Dandelion greens and white beans from Cool Beans. They’ve been here for two weeks. They need to get used. If we don’t feel like eating the dish, I bet it’d be a good one for dehydrating for a future backpacking trip.
I expect we’ll do more of the Six Seasons celery salads. They’re quick and don’t require heat and right now both of those are winning propositions.
Peanut, tofu, and wax beans! That’s my first thought. But then I’m also remembering the Smitten Kitchen salad with green beans and fennel and red onions. And wouldn’t you know that I tossed the last of the garden plot’s inherited onions in the brine yesterday. We’ll get more green beans for the tofu dish in a week or two. I spied some on our volunbeans earlier today.
Zucchini pasta? The zucchini pie/pizza/quiche thing from Simply in Season?
Do we want to make more of the sunchoke burgers? Or use them on pizza with the zucchini?
Flower and baby pepper!
I’m not sure what I’m feeling with the cabbage and kale right now. They feel mostly too heavy for the salads I want right now (though it hasn’t stopped their appearing with chickpeas and parm for a meal or two over the past week). I don’t really want the soups that I associate with them. Maybe spring rolls? Maybe in a stir-fry? Maybe I should think more about grain bowls? I bet that beet yogurt would be pretty on a bowl.
Pink celery doing the classic lie in front of the group pose
Hi John,
So…I’m still learning this platform. And was not feeling the best. And some weeks, apparently, I use the draft version to reference for meal planning all week instead of actually pressing publish. Here it is, belatedly. Who knows what edits came in when.
We could still roast beets to make beet yogurt. And we can keep shredding them to go on salads.

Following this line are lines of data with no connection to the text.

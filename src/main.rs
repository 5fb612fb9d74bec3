use anyhow::{Context, Result};
use clap::{Parser, Subcommand};
use colored::Colorize;
use std::path::PathBuf;
use syngate::config::{Config, XdpMode};
use tracing_subscriber::EnvFilter;

#[derive(Parser)]
#[command(name = "syngate")]
#[command(author = "AEGIS Team")]
#[command(version = "0.1.0")]
#[command(about = "XDP filter dropping TCP connection attempts to one port", long_about = None)]
struct Cli {
    #[command(subcommand)]
    command: Commands,
}

#[derive(Subcommand)]
enum Commands {
    /// Load and attach the XDP program, then accept console commands
    Attach {
        /// TOML configuration file (defaults are used when omitted)
        #[arg(short, long)]
        config: Option<PathBuf>,

        /// Network interface name (e.g., eth0, lo)
        #[arg(short, long)]
        interface: Option<String>,

        /// TCP destination port whose SYNs are dropped
        #[arg(short, long)]
        port: Option<u16>,

        /// Path to compiled eBPF program
        #[arg(long)]
        program: Option<PathBuf>,

        /// XDP attach mode
        #[arg(short, long, value_enum)]
        mode: Option<XdpMode>,

        /// Seconds between counter reads
        #[arg(long)]
        interval: Option<u64>,
    },

    /// Write the default configuration to a file
    InitConfig {
        /// Output path
        #[arg(short, long, default_value = "syngate.toml")]
        output: PathBuf,
    },
}

#[tokio::main]
async fn main() -> Result<()> {
    tracing_subscriber::fmt()
        .with_env_filter(
            EnvFilter::try_from_default_env().unwrap_or_else(|_| EnvFilter::new("info")),
        )
        .init();

    let cli = Cli::parse();

    match cli.command {
        Commands::Attach {
            config,
            interface,
            port,
            program,
            mode,
            interval,
        } => {
            let mut cfg = match config {
                Some(path) => Config::from_file(&path)
                    .with_context(|| format!("Failed to load config from {:?}", path))?,
                None => Config::default(),
            };

            if let Some(interface) = interface {
                cfg.filter.interface = interface;
            }
            if let Some(port) = port {
                cfg.filter.drop_port = port;
            }
            if let Some(program) = program {
                cfg.filter.program = program;
            }
            if let Some(mode) = mode {
                cfg.filter.mode = mode;
            }
            if let Some(interval) = interval {
                cfg.monitor.report_interval_secs = interval;
            }

            cfg.validate()?;
            attach::run(cfg).await?;
        }
        Commands::InitConfig { output } => {
            Config::default()
                .to_file(&output)
                .with_context(|| format!("Failed to write config to {:?}", output))?;
            println!(
                "{} {}",
                "✅ Default configuration written to".bright_green(),
                output.display()
            );
        }
    }

    Ok(())
}

#[cfg(target_os = "linux")]
mod attach {
    use anyhow::Result;
    use colored::Colorize;
    use std::io::BufRead;
    use std::time::Duration;
    use syngate::classifier::DEFAULT_DROP_PORT;
    use syngate::config::Config;
    use syngate::control::{Controller, Flow};
    use syngate::ebpf_loader::EbpfLoader;
    use tokio::signal::unix::{signal, SignalKind};
    use tokio::sync::mpsc;
    use tracing::{info, warn};

    pub async fn run(cfg: Config) -> Result<()> {
        // Check if running as root (required for XDP)
        if !nix::unistd::Uid::effective().is_root() {
            eprintln!(
                "{}",
                "❌ Error: This program requires root privileges".bright_red()
            );
            eprintln!("   Please run with: sudo syngate attach --interface <if>");
            std::process::exit(1);
        }

        println!("{}", "Loading XDP program...".bright_cyan());
        println!(
            "  Program: {}",
            cfg.filter.program.display().to_string().bright_white()
        );
        println!("  Interface: {}", cfg.filter.interface.bright_yellow());
        println!(
            "  Drop port: {}",
            cfg.filter.drop_port.to_string().bright_green()
        );
        println!();

        let mut loader = EbpfLoader::load(&cfg.filter.program)?;
        loader.attach(&cfg.filter.interface, cfg.filter.mode)?;

        let mut controller = Controller::new(loader, cfg.filter.drop_port)?;

        info!("Counting incoming packets on {}..", cfg.filter.interface);
        match controller.handle().drop_port()? {
            Some(port) => info!("Current drop port: {}", port),
            None => warn!("Drop port not set, filter uses default {}", DEFAULT_DROP_PORT),
        }
        info!("Type 'help' for commands, 'quit' or Ctrl+C to exit");

        let result = event_loop(
            &mut controller,
            Duration::from_secs(cfg.monitor.report_interval_secs),
        )
        .await;

        let mut loader = controller.into_inner();
        loader.detach()?;
        println!("{}", "✅ XDP program detached".bright_green());

        result
    }

    async fn event_loop(
        controller: &mut Controller<EbpfLoader>,
        interval: Duration,
    ) -> Result<()> {
        let mut ticker = tokio::time::interval(interval);
        let mut sigterm = signal(SignalKind::terminate())?;
        let mut lines = spawn_stdin_reader();

        loop {
            tokio::select! {
                _ = ticker.tick() => {
                    if let Err(e) = controller.tick() {
                        warn!("Map lookup failed: {:#}", e);
                    }
                }
                Some(line) = lines.recv() => {
                    if controller.handle_line(&line) == Flow::Quit {
                        return Ok(());
                    }
                }
                _ = tokio::signal::ctrl_c() => {
                    info!("Received signal, exiting..");
                    return Ok(());
                }
                _ = sigterm.recv() => {
                    info!("Received signal, exiting..");
                    return Ok(());
                }
            }
        }
    }

    /// Stdin is read on a plain thread; a blocked read must not hold up shutdown
    fn spawn_stdin_reader() -> mpsc::Receiver<String> {
        let (tx, rx) = mpsc::channel(10);
        std::thread::spawn(move || {
            for line in std::io::stdin().lock().lines() {
                let Ok(line) = line else { break };
                if tx.blocking_send(line).is_err() {
                    break;
                }
            }
        });
        rx
    }
}

#[cfg(not(target_os = "linux"))]
mod attach {
    use anyhow::{bail, Result};
    use syngate::config::Config;

    pub async fn run(_cfg: Config) -> Result<()> {
        bail!("XDP is only available on Linux")
    }
}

I was looking in Six Seasons for the celery salads that I like, but then saw this one for cucumber and celery and apricots. We are totally making that ASAP.
Cherry pie! We have tart cherries and I want to see how they work in the amazing cherry pie of goodness.
Greensjam! [Edit to add, I ended up dehydrating instead of cooking all the way to jam so we’ll have them for our backpacking trip)
So trying to pack for a camping trip and buying a house and meal planning all at once was not a success. We did not forget anything necessary for the camping trip! We got the offer in on the house! We got a contract on the house. We got earnest money deposited for the house. We did the home inspection. We walked on our contract for the house. Meals happened.